In contrast to that rather simple picture of our ideals, in other parts of the world, teachers and scholars are not permitted to search for truth, lest the truth, when made known, might not suit the designs of their masters. Too often they are not allowed to teach the truth as they see it, because truth might make men free. They become objects of suspicion if they speak openly, if they show an interest in new truth, for their tongues and minds are supposed to be mobilized for other ends.

This has not happened in the New World. God willing, it shall not happen in the New World.

At the Pan American Conference at Buenos Aires, and again at Lima, we discussed a dim and unpleasant possibility. We feared that other Continents might become so involved in wars brought on by the school of destruction that the Americans might have to become the guardian of Western culture, the protector of Christian civilization.
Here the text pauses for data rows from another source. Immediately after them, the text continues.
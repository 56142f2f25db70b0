//! Interval resolution: `(start,end,step)` progressions → ordered, deduplicated targets.
use std::path::{Path, PathBuf};

use indexmap::IndexSet;
use once_cell::sync::Lazy;
use regex::Regex;

use crate::error::{ConfigError, ConfigResult};
use crate::naming::COUNT_MARKER;

static INTERVAL_RE: Lazy<Regex> = Lazy::new(|| {
    Regex::new(r"^\(\s*([^,]+?)\s*,\s*([^,]+?)\s*,\s*([^,]+?)\s*\)$").unwrap()
});

// ————————————————————————————————————————————————————————————————————————————
// TYPES
// ————————————————————————————————————————————————————————————————————————————

/// Arithmetic progression, both ends inclusive as reached by stepping.
#[derive(Debug, Clone, Copy, PartialEq, Eq)]
pub struct Interval {
    pub start: i64,
    pub end: i64,
    pub step: i64,
}

/// Which count a progression contributes to the output name.
#[derive(Debug, Clone, Copy, PartialEq, Eq, Default, clap::ValueEnum)]
pub enum Substitute {
    /// one target per interval, using its largest value
    #[default]
    Max,
    /// one target per value in the interval
    Each,
}

/// One file's worth of macros for one N.
#[derive(Debug, Clone, PartialEq, Eq)]
pub struct Target {
    pub path: PathBuf,
    pub n: usize,
}

// ————————————————————————————————————————————————————————————————————————————
// IMPLEMENTATION
// ————————————————————————————————————————————————————————————————————————————

impl Interval {
    pub fn parse(src: &str) -> ConfigResult<Self> {
        let src = src.trim();
        let caps = INTERVAL_RE
            .captures(src)
            .ok_or_else(|| ConfigError::MalformedInterval(src.to_string()))?;
        let num = |i: usize| {
            caps[i]
                .trim()
                .parse::<i64>()
                .map_err(|_| ConfigError::MalformedInterval(src.to_string()))
        };
        let (start, end, step) = (num(1)?, num(2)?, num(3)?);
        if step == 0 {
            return Err(ConfigError::ZeroStep(src.to_string()));
        }
        Ok(Self { start, end, step })
    }

    /// Ascending when `step > 0`, descending when `step < 0`. Stops at the `i64` bounds.
    pub fn values(&self) -> Vec<i64> {
        let in_range = |x: i64| if self.step > 0 { x <= self.end } else { x >= self.end };
        let mut out = Vec::new();
        let mut next = Some(self.start);
        while let Some(x) = next.filter(|&x| in_range(x)) {
            out.push(x);
            next = x.checked_add(self.step);
        }
        out
    }
}

/// Resolve the output targets for a run.
///
/// With no intervals the single `fallback_max` target is produced; with intervals,
/// each progression contributes its max (or each of its values). Negative counts are
/// meaningless for macro arity and are dropped. Duplicates by (absolute path, N) keep
/// their first position.
pub fn compute_targets(
    name_pattern: &str,
    outdir: &Path,
    intervals: &[Interval],
    substitute: Substitute,
    fallback_max: Option<usize>,
) -> ConfigResult<Vec<Target>> {
    let mut targets = Vec::<Target>::new();
    let mut push = |n: usize| {
        targets.push(Target {
            path: outdir.join(substitute_count(name_pattern, n)),
            n,
        });
    };

    if intervals.is_empty() {
        push(fallback_max.ok_or(ConfigError::MissingCount)?);
    } else {
        for iv in intervals {
            let values: Vec<usize> = iv
                .values()
                .into_iter()
                .filter_map(|v| usize::try_from(v).ok())
                .collect();
            match substitute {
                Substitute::Max => {
                    if let Some(n) = values.iter().copied().max() {
                        push(n);
                    }
                }
                Substitute::Each => values.into_iter().for_each(&mut push),
            }
        }
    }

    let mut seen = IndexSet::<(PathBuf, usize)>::new();
    targets.retain(|t| seen.insert((absolute(&t.path), t.n)));
    Ok(targets)
}

fn substitute_count(name_pattern: &str, n: usize) -> String {
    name_pattern.replace(COUNT_MARKER, &n.to_string())
}

fn absolute(path: &Path) -> PathBuf {
    std::path::absolute(path).unwrap_or_else(|_| path.to_path_buf())
}

// ------------------------------- Tests ------------------------------------ //

#[cfg(test)]
mod tests {
    use super::*;

    fn iv(s: &str) -> Interval {
        Interval::parse(s).unwrap()
    }

    #[test]
    fn parses_with_whitespace_and_negative_step() {
        assert_eq!(iv(" ( 1 , 64 , 1 ) "), Interval { start: 1, end: 64, step: 1 });
        assert_eq!(iv("(64,8,-8)"), Interval { start: 64, end: 8, step: -8 });
    }

    #[test]
    fn rejects_malformed_and_zero_step() {
        assert!(matches!(Interval::parse("1,2,3"), Err(ConfigError::MalformedInterval(_))));
        assert!(matches!(Interval::parse("(1,2)"), Err(ConfigError::MalformedInterval(_))));
        assert!(matches!(Interval::parse("(a,2,1)"), Err(ConfigError::MalformedInterval(_))));
        assert!(matches!(Interval::parse("(1,2,0)"), Err(ConfigError::ZeroStep(_))));
    }

    #[test]
    fn stepping_is_inclusive_both_ways() {
        assert_eq!(iv("(8,32,8)").values(), vec![8, 16, 24, 32]);
        assert_eq!(iv("(8,30,8)").values(), vec![8, 16, 24]);
        assert_eq!(iv("(32,8,-8)").values(), vec![32, 24, 16, 8]);
        assert!(iv("(5,1,1)").values().is_empty());
    }

    #[test]
    fn stepping_stops_at_i64_bounds() {
        assert_eq!(
            iv("(9223372036854775806,9223372036854775807,1)").values(),
            vec![i64::MAX - 1, i64::MAX]
        );
        assert_eq!(
            iv("(-9223372036854775807,-9223372036854775808,-1)").values(),
            vec![i64::MIN + 1, i64::MIN]
        );
        assert_eq!(iv("(9223372036854775800,9223372036854775807,5)").values(), vec![i64::MAX - 7, i64::MAX - 2]);
    }

    #[test]
    fn max_and_each_substitution() {
        let out = Path::new("out");
        let ivs = [iv("(8,32,8)")];
        let max = compute_targets("fe_#.h", out, &ivs, Substitute::Max, None).unwrap();
        assert_eq!(max, vec![Target { path: out.join("fe_32.h"), n: 32 }]);

        let each = compute_targets("fe_#.h", out, &ivs, Substitute::Each, None).unwrap();
        let ns: Vec<usize> = each.iter().map(|t| t.n).collect();
        assert_eq!(ns, vec![8, 16, 24, 32]);
        assert_eq!(each[1].path, out.join("fe_16.h"));
    }

    #[test]
    fn overlapping_progressions_dedupe() {
        let out = Path::new("out");
        let ivs = [iv("(2,8,2)"), iv("(4,8,4)")];
        let each = compute_targets("fe_#.h", out, &ivs, Substitute::Each, None).unwrap();
        let ns: Vec<usize> = each.iter().map(|t| t.n).collect();
        assert_eq!(ns, vec![2, 4, 6, 8]);
    }

    #[test]
    fn same_name_different_n_is_kept() {
        let out = Path::new("out");
        let ivs = [iv("(1,4,1)")];
        let each = compute_targets("fixed.h", out, &ivs, Substitute::Each, None).unwrap();
        assert_eq!(each.len(), 4);
    }

    #[test]
    fn fallback_requires_max() {
        let out = Path::new(".");
        assert_eq!(
            compute_targets("a.h", out, &[], Substitute::Max, None),
            Err(ConfigError::MissingCount)
        );
        let t = compute_targets("a_#.h", out, &[], Substitute::Max, Some(0)).unwrap();
        assert_eq!(t[0].n, 0);
        assert_eq!(t[0].path, out.join("a_0.h"));
    }
}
In those days, not so long ago, it was merely a fear. Today the fear has become a fact.

The inheritance which we had hoped to share with every nation of the world is, for the moment, left largely in our keeping: and it is our compelling duty to guard and enrich that legacy, to preserve it for a world which must be reborn from the ashes of the present disaster.

Today we know that until recent weeks too many citizens of our American Republics believed themselves wholly safe- physically, and economically and socially from the impact of the attacks on civilization which are in progress elsewhere. Perhaps this mistaken idea was based on a false teaching of geography-the thought that a distance of several thousand miles from a war-torn Europe to a peaceful America gave to us some form of mystic immunity that could never be violated.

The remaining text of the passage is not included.